Data extracted from a collection:
╔══

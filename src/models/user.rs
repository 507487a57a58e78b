//! User model

use chrono::{DateTime, Utc};
use serde::{Deserialize, Serialize};
use sqlx::FromRow;
use uuid::Uuid;

/// User database model
#[derive(Debug, Clone, FromRow, Serialize, Deserialize)]
pub struct User {
    pub id: Uuid,
    pub username: String,
    pub email: String,
    #[serde(skip_serializing)]
    pub password_hash: String,
    pub full_name: Option<String>,
    pub created_at: DateTime<Utc>,
    pub updated_at: DateTime<Utc>,
}
//! Authentication request DTOs

use serde::Deserialize;
use validator::Validate;

use crate::constants::{MAX_PASSWORD_LENGTH, MAX_USERNAME_LENGTH, MIN_PASSWORD_LENGTH, MIN_USERNAME_LENGTH};

/// User registration request
#[derive(Debug, Deserialize, Validate)]
#[serde(rename_all = "camelCase")]
pub struct RegisterRequest {
    #[validate(length(min = MIN_USERNAME_LENGTH, max = MAX_USERNAME_LENGTH))]
    pub username: String,

    #[validate(email)]
    pub email: String,

    #[validate(length(min = MIN_PASSWORD_LENGTH, max = MAX_PASSWORD_LENGTH))]
    pub password: String,

    #[validate(length(max = 100))]
    pub full_name: Option<String>,
}

/// User login request
#[derive(Debug, Deserialize, Validate)]
pub struct LoginRequest {
    #[validate(length(min = 1))]
    pub username: String,

    #[validate(length(min = 1))]
    pub password: String,
}
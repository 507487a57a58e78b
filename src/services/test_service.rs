//! Test data service: ownership checks around the generation pipeline

use sqlx::PgPool;
use uuid::Uuid;

use crate::{
    db::repositories::{ProblemRepository, TestRepository},
    error::{AppError, AppResult},
    models::{TestCase, TestGroup},
    services::ProblemService,
    testgen::{GenerationOutcome, PgTestStore, ProductionOutcome, TestPipeline},
};

/// Test data service
pub struct TestService;

impl TestService {
    /// Generate test inputs for a problem the caller owns
    pub async fn generate_tests(
        pool: &PgPool,
        pipeline: &TestPipeline,
        problem_id: &Uuid,
        user_id: &Uuid,
        generator_file: Option<&str>,
        test_count: i32,
        group_name: &str,
    ) -> AppResult<GenerationOutcome> {
        ProblemService::require_owned(pool, problem_id, user_id).await?;

        let generator_file = non_blank(generator_file)
            .ok_or_else(|| AppError::NotFound("Generator file not specified".to_string()))?;

        let store = PgTestStore::new(pool.clone());
        let outcome = pipeline
            .generate(&store, *problem_id, generator_file, test_count, group_name.trim())
            .await?;

        if !outcome.test_cases.is_empty() {
            ProblemRepository::touch(pool, problem_id).await?;
        }

        Ok(outcome)
    }

    /// Fill in expected outputs by running a solution over every test
    pub async fn generate_outputs(
        pool: &PgPool,
        pipeline: &TestPipeline,
        problem_id: &Uuid,
        user_id: &Uuid,
        solution_file: Option<&str>,
    ) -> AppResult<ProductionOutcome> {
        ProblemService::require_owned(pool, problem_id, user_id).await?;

        let solution_file = non_blank(solution_file)
            .ok_or_else(|| AppError::NotFound("Solution file not specified".to_string()))?;

        let store = PgTestStore::new(pool.clone());
        let outcome = pipeline
            .produce_outputs(&store, *problem_id, solution_file)
            .await?;

        if !outcome.test_cases.is_empty() {
            ProblemRepository::touch(pool, problem_id).await?;
        }

        Ok(outcome)
    }

    /// Groups and cases of a problem
    pub async fn list_tests(
        pool: &PgPool,
        problem_id: &Uuid,
        user_id: &Uuid,
    ) -> AppResult<(Vec<TestGroup>, Vec<TestCase>)> {
        ProblemService::require_owned(pool, problem_id, user_id).await?;

        futures::try_join!(
            TestRepository::list_groups(pool, problem_id),
            TestRepository::list_test_cases(pool, problem_id),
        )
    }

    /// Delete one test case
    pub async fn delete_test(
        pool: &PgPool,
        problem_id: &Uuid,
        test_id: &Uuid,
        user_id: &Uuid,
    ) -> AppResult<()> {
        ProblemService::require_owned(pool, problem_id, user_id).await?;

        if !TestRepository::delete_test_case(pool, problem_id, test_id).await? {
            return Err(AppError::NotFound("Test case not found".to_string()));
        }

        ProblemRepository::touch(pool, problem_id).await?;
        tracing::info!(problem_id = %problem_id, test_case_id = %test_id, "Test case deleted");
        Ok(())
    }
}

fn non_blank(value: Option<&str>) -> Option<&str> {
    value.map(str::trim).filter(|v| !v.is_empty())
}
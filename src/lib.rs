//! Polyhedron - Problem Authoring Backend
//!
//! REST backend for writing competitive-programming problems: accounts,
//! problem CRUD, file uploads, package export, and the test data pipeline
//! that runs user generators and solutions to produce test cases.
//!
//! # Architecture
//!
//! The application follows a layered architecture:
//! - **Handlers**: HTTP request handlers (thin layer)
//! - **Services**: Business logic and ownership checks
//! - **Repositories**: Database access
//! - **Models**: Domain models
//! - **Testgen**: toolchain discovery, build step, case generator and output
//!   producer

pub mod config;
pub mod constants;
pub mod db;
pub mod error;
pub mod handlers;
pub mod middleware;
pub mod models;
pub mod services;
pub mod state;
pub mod testgen;
pub mod utils;

#[cfg(test)]
pub(crate) mod test_utils;

use axum::{extract::DefaultBodyLimit, Router};
use tower_http::{
    compression::CompressionLayer,
    cors::{Any, CorsLayer},
    trace::TraceLayer,
};

// Re-export commonly used types
pub use config::Config;
pub use error::{AppError, AppResult};
pub use state::AppState;

/// Multipart framing on top of the file itself
const MULTIPART_OVERHEAD_BYTES: usize = 64 * 1024;

/// Build the application router with all middleware attached
pub fn create_router(state: AppState) -> Router {
    let body_limit = state.config().storage.max_upload_bytes + MULTIPART_OVERHEAD_BYTES;

    Router::new()
        .nest(constants::API_BASE_PATH, handlers::routes(state.clone()))
        .layer(axum::middleware::from_fn(middleware::logging_middleware))
        .layer(DefaultBodyLimit::max(body_limit))
        .layer(TraceLayer::new_for_http())
        .layer(CompressionLayer::new())
        .layer(
            CorsLayer::new()
                .allow_origin(Any)
                .allow_methods(Any)
                .allow_headers(Any),
        )
        .with_state(state)
}
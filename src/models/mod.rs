//! Domain models
//!
//! This module contains all domain models used throughout the application.

pub mod problem;
pub mod problem_file;
pub mod test_case;
pub mod test_group;
pub mod user;

pub use problem::*;
pub use problem_file::*;
pub use test_case::*;
pub use test_group::*;
pub use user::*;
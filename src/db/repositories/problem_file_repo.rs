//! Problem file repository

use sqlx::PgPool;
use uuid::Uuid;

use crate::{
    error::AppResult,
    models::{FileType, ProblemFile},
};

/// Repository for problem file database operations
pub struct ProblemFileRepository;

impl ProblemFileRepository {
    /// Record an uploaded file
    pub async fn create(
        pool: &PgPool,
        problem_id: &Uuid,
        file_type: FileType,
        file_name: &str,
        file_path: &str,
        language: Option<&str>,
    ) -> AppResult<ProblemFile> {
        let file = sqlx::query_as::<_, ProblemFile>(
            r#"
            INSERT INTO problem_files (problem_id, file_type, file_name, file_path, language)
            VALUES ($1, $2, $3, $4, $5)
            RETURNING *
            "#,
        )
        .bind(problem_id)
        .bind(file_type.as_str())
        .bind(file_name)
        .bind(file_path)
        .bind(language)
        .fetch_one(pool)
        .await?;

        Ok(file)
    }

    /// Find a file by role and name; the newest upload wins when names repeat
    pub async fn find_by_name(
        pool: &PgPool,
        problem_id: &Uuid,
        file_type: FileType,
        file_name: &str,
    ) -> AppResult<Option<ProblemFile>> {
        let file = sqlx::query_as::<_, ProblemFile>(
            r#"
            SELECT * FROM problem_files
            WHERE problem_id = $1 AND file_type = $2 AND file_name = $3
            ORDER BY created_at DESC
            LIMIT 1
            "#,
        )
        .bind(problem_id)
        .bind(file_type.as_str())
        .bind(file_name)
        .fetch_optional(pool)
        .await?;

        Ok(file)
    }

    /// Find a file by ID within a problem
    pub async fn find_by_id(
        pool: &PgPool,
        problem_id: &Uuid,
        id: &Uuid,
    ) -> AppResult<Option<ProblemFile>> {
        let file = sqlx::query_as::<_, ProblemFile>(
            r#"SELECT * FROM problem_files WHERE id = $1 AND problem_id = $2"#,
        )
        .bind(id)
        .bind(problem_id)
        .fetch_optional(pool)
        .await?;

        Ok(file)
    }

    /// List all files of a problem grouped by role
    pub async fn list_for_problem(pool: &PgPool, problem_id: &Uuid) -> AppResult<Vec<ProblemFile>> {
        let files = sqlx::query_as::<_, ProblemFile>(
            r#"SELECT * FROM problem_files WHERE problem_id = $1 ORDER BY file_type, created_at"#,
        )
        .bind(problem_id)
        .fetch_all(pool)
        .await?;

        Ok(files)
    }

    /// Delete a file record
    pub async fn delete(pool: &PgPool, id: &Uuid) -> AppResult<()> {
        sqlx::query(r#"DELETE FROM problem_files WHERE id = $1"#)
            .bind(id)
            .execute(pool)
            .await?;

        Ok(())
    }
}
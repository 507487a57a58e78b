//! Test generation handlers

mod handler;
pub mod request;
pub mod response;

pub use handler::*;
pub use request::*;
pub use response::*;

use axum::{
    routing::{delete, get, post},
    Router,
};

use crate::state::AppState;

/// Test data routes, nested under `/problems`
pub fn routes() -> Router<AppState> {
    Router::new()
        .route("/{id}/generate-tests", post(handler::generate_tests))
        .route("/{id}/generate-outputs", post(handler::generate_outputs))
        .route("/{id}/tests", get(handler::list_tests))
        .route("/{id}/tests/{test_id}", delete(handler::delete_test))
}
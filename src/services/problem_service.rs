//! Problem service

use std::path::Path;

use sqlx::PgPool;
use uuid::Uuid;

use crate::{
    db::repositories::{NewProblem, ProblemChanges, ProblemFileRepository, ProblemRepository, TestRepository},
    error::{AppError, AppResult},
    models::{Problem, ProblemFile, TestCase, TestGroup},
};

/// A problem with everything attached to it
#[derive(Debug)]
pub struct ProblemDetail {
    pub problem: Problem,
    pub test_groups: Vec<TestGroup>,
    pub test_cases: Vec<TestCase>,
    pub files: Vec<ProblemFile>,
}

/// Problem service for business logic
pub struct ProblemService;

impl ProblemService {
    /// Load a problem the caller owns.
    ///
    /// Problems owned by someone else are reported as missing.
    pub async fn require_owned(pool: &PgPool, id: &Uuid, user_id: &Uuid) -> AppResult<Problem> {
        ProblemRepository::find_owned(pool, id, user_id)
            .await?
            .ok_or_else(|| AppError::NotFound("Problem not found".to_string()))
    }

    /// Create a new problem
    pub async fn create_problem(
        pool: &PgPool,
        author_id: &Uuid,
        new_problem: &NewProblem<'_>,
    ) -> AppResult<Problem> {
        let problem = ProblemRepository::create(pool, author_id, new_problem).await?;
        tracing::info!(problem_id = %problem.id, name = %problem.name, "Problem created");
        Ok(problem)
    }

    /// List the caller's problems
    pub async fn list_problems(pool: &PgPool, author_id: &Uuid) -> AppResult<Vec<Problem>> {
        ProblemRepository::list_by_author(pool, author_id).await
    }

    /// Problem with its groups, cases and files
    pub async fn get_detail(pool: &PgPool, id: &Uuid, user_id: &Uuid) -> AppResult<ProblemDetail> {
        let problem = Self::require_owned(pool, id, user_id).await?;

        let (test_groups, test_cases, files) = futures::try_join!(
            TestRepository::list_groups(pool, id),
            TestRepository::list_test_cases(pool, id),
            ProblemFileRepository::list_for_problem(pool, id),
        )?;

        Ok(ProblemDetail {
            problem,
            test_groups,
            test_cases,
            files,
        })
    }

    /// Apply a partial update
    pub async fn update_problem(
        pool: &PgPool,
        id: &Uuid,
        user_id: &Uuid,
        changes: &ProblemChanges<'_>,
    ) -> AppResult<Problem> {
        if changes.is_empty() {
            return Err(AppError::Validation("No fields to update".to_string()));
        }

        Self::require_owned(pool, id, user_id).await?;
        ProblemRepository::update(pool, id, changes).await
    }

    /// Delete a problem and its stored files
    pub async fn delete_problem(
        pool: &PgPool,
        uploads_path: &Path,
        id: &Uuid,
        user_id: &Uuid,
    ) -> AppResult<()> {
        Self::require_owned(pool, id, user_id).await?;
        ProblemRepository::delete(pool, id).await?;

        let dir = uploads_path.join(id.to_string());
        match tokio::fs::remove_dir_all(&dir).await {
            Ok(()) => {}
            Err(e) if e.kind() == std::io::ErrorKind::NotFound => {}
            Err(e) => {
                tracing::warn!(problem_id = %id, dir = %dir.display(), error = %e, "Failed to remove problem files");
            }
        }

        tracing::info!(problem_id = %id, "Problem deleted");
        Ok(())
    }
}
//! Test data request DTOs

use serde::Deserialize;
use validator::Validate;

use crate::constants::{DEFAULT_GROUP_NAME, DEFAULT_TEST_COUNT, MAX_GROUP_NAME_LENGTH};

/// Generate test inputs
#[derive(Debug, Deserialize, Validate)]
#[serde(rename_all = "camelCase")]
pub struct GenerateTestsRequest {
    /// Name of an uploaded generator file
    pub generator_file: Option<String>,

    /// Upper bound is the configured per-request maximum
    #[serde(default = "default_test_count")]
    pub test_count: i32,

    #[serde(default = "default_group_name")]
    #[validate(length(min = 1, max = MAX_GROUP_NAME_LENGTH))]
    pub group_name: String,
}

fn default_test_count() -> i32 {
    DEFAULT_TEST_COUNT
}

fn default_group_name() -> String {
    DEFAULT_GROUP_NAME.to_string()
}

/// Produce expected outputs
#[derive(Debug, Deserialize)]
#[serde(rename_all = "camelCase")]
pub struct GenerateOutputsRequest {
    /// Name of an uploaded solution file
    pub solution_file: Option<String>,
}

#[cfg(test)]
mod tests {
    use super::*;

    #[test]
    fn test_generate_defaults() {
        let request: GenerateTestsRequest =
            serde_json::from_str(r#"{"generatorFile": "gen.py"}"#).unwrap();

        assert_eq!(request.generator_file.as_deref(), Some("gen.py"));
        assert_eq!(request.test_count, 5);
        assert_eq!(request.group_name, "main");
        assert!(request.validate().is_ok());
    }

    #[test]
    fn test_generator_file_may_be_omitted() {
        let request: GenerateTestsRequest = serde_json::from_str("{}").unwrap();
        assert!(request.generator_file.is_none());
    }

    #[test]
    fn test_empty_group_name_is_invalid() {
        let request: GenerateTestsRequest =
            serde_json::from_str(r#"{"generatorFile": "gen.py", "groupName": ""}"#).unwrap();
        assert!(request.validate().is_err());
    }
}
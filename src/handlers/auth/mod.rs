//! Authentication handlers

mod handler;
pub mod request;
pub mod response;

pub use handler::*;
pub use request::*;
pub use response::*;

use axum::{
    middleware,
    routing::{get, post},
    Router,
};

use crate::{middleware::auth::auth_middleware, state::AppState};

/// Authentication routes; only `/me` needs a token
pub fn routes(state: AppState) -> Router<AppState> {
    Router::new()
        .route("/register", post(handler::register))
        .route("/login", post(handler::login))
        .route(
            "/me",
            get(handler::get_current_user)
                .route_layer(middleware::from_fn_with_state(state, auth_middleware)),
        )
}
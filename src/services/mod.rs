//! Business logic services

pub mod auth_service;
pub mod export_service;
pub mod file_service;
pub mod problem_service;
pub mod test_service;

pub use auth_service::AuthService;
pub use export_service::ExportService;
pub use file_service::FileService;
pub use problem_service::ProblemService;
pub use test_service::TestService;
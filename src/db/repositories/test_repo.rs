//! Test group and test case repository

use sqlx::PgPool;
use uuid::Uuid;

use crate::{
    error::AppResult,
    models::{TestCase, TestGroup},
};

/// Repository for test group and test case database operations
pub struct TestRepository;

impl TestRepository {
    /// Find a group by its per-problem name
    pub async fn find_group_by_name(
        pool: &PgPool,
        problem_id: &Uuid,
        name: &str,
    ) -> AppResult<Option<TestGroup>> {
        let group = sqlx::query_as::<_, TestGroup>(
            r#"SELECT * FROM test_groups WHERE problem_id = $1 AND name = $2"#,
        )
        .bind(problem_id)
        .bind(name)
        .fetch_optional(pool)
        .await?;

        Ok(group)
    }

    /// Insert a group unless one with the same name already exists.
    ///
    /// Returns `None` when another request created it first.
    pub async fn create_group(
        pool: &PgPool,
        problem_id: &Uuid,
        name: &str,
        points: i32,
    ) -> AppResult<Option<TestGroup>> {
        let group = sqlx::query_as::<_, TestGroup>(
            r#"
            INSERT INTO test_groups (problem_id, name, points)
            VALUES ($1, $2, $3)
            ON CONFLICT (problem_id, name) DO NOTHING
            RETURNING *
            "#,
        )
        .bind(problem_id)
        .bind(name)
        .bind(points)
        .fetch_optional(pool)
        .await?;

        Ok(group)
    }

    /// List groups of a problem in creation order
    pub async fn list_groups(pool: &PgPool, problem_id: &Uuid) -> AppResult<Vec<TestGroup>> {
        let groups = sqlx::query_as::<_, TestGroup>(
            r#"SELECT * FROM test_groups WHERE problem_id = $1 ORDER BY created_at, name"#,
        )
        .bind(problem_id)
        .fetch_all(pool)
        .await?;

        Ok(groups)
    }

    /// One past the highest test index used in a group (1 for an empty group)
    pub async fn next_test_index(pool: &PgPool, group_id: &Uuid) -> AppResult<i32> {
        let next: i32 = sqlx::query_scalar(
            r#"SELECT COALESCE(MAX(test_index), 0) + 1 FROM test_cases WHERE test_group_id = $1"#,
        )
        .bind(group_id)
        .fetch_one(pool)
        .await?;

        Ok(next)
    }

    /// Create test case with empty output
    pub async fn create_test_case(
        pool: &PgPool,
        problem_id: &Uuid,
        group_id: &Uuid,
        test_index: i32,
        input_data: &str,
    ) -> AppResult<TestCase> {
        let test_case = sqlx::query_as::<_, TestCase>(
            r#"
            INSERT INTO test_cases (problem_id, test_group_id, test_index, input_data, output_data)
            VALUES ($1, $2, $3, $4, '')
            RETURNING *
            "#,
        )
        .bind(problem_id)
        .bind(group_id)
        .bind(test_index)
        .bind(input_data)
        .fetch_one(pool)
        .await?;

        Ok(test_case)
    }

    /// Get test cases for problem ordered by group and index
    pub async fn list_test_cases(pool: &PgPool, problem_id: &Uuid) -> AppResult<Vec<TestCase>> {
        let test_cases = sqlx::query_as::<_, TestCase>(
            r#"
            SELECT * FROM test_cases
            WHERE problem_id = $1
            ORDER BY test_group_id, test_index
            "#,
        )
        .bind(problem_id)
        .fetch_all(pool)
        .await?;

        Ok(test_cases)
    }

    /// Store the produced output of a test case
    pub async fn update_output(pool: &PgPool, id: &Uuid, output_data: &str) -> AppResult<TestCase> {
        let test_case = sqlx::query_as::<_, TestCase>(
            r#"
            UPDATE test_cases
            SET output_data = $2, updated_at = NOW()
            WHERE id = $1
            RETURNING *
            "#,
        )
        .bind(id)
        .bind(output_data)
        .fetch_one(pool)
        .await?;

        Ok(test_case)
    }

    /// Delete a test case belonging to `problem_id`; returns whether a row went away
    pub async fn delete_test_case(pool: &PgPool, problem_id: &Uuid, id: &Uuid) -> AppResult<bool> {
        let result = sqlx::query(r#"DELETE FROM test_cases WHERE id = $1 AND problem_id = $2"#)
            .bind(id)
            .bind(problem_id)
            .execute(pool)
            .await?;

        Ok(result.rows_affected() > 0)
    }
}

╚══

Task to complete
A line qualifies when it holds the word "VALUES"; report all qualifying lines from the records above.

Answer for this exercise
            VALUES ($1, $2, $3, $4, $5)
            VALUES ($1, $2, $3)
            VALUES ($1, $2, $3, $4, '')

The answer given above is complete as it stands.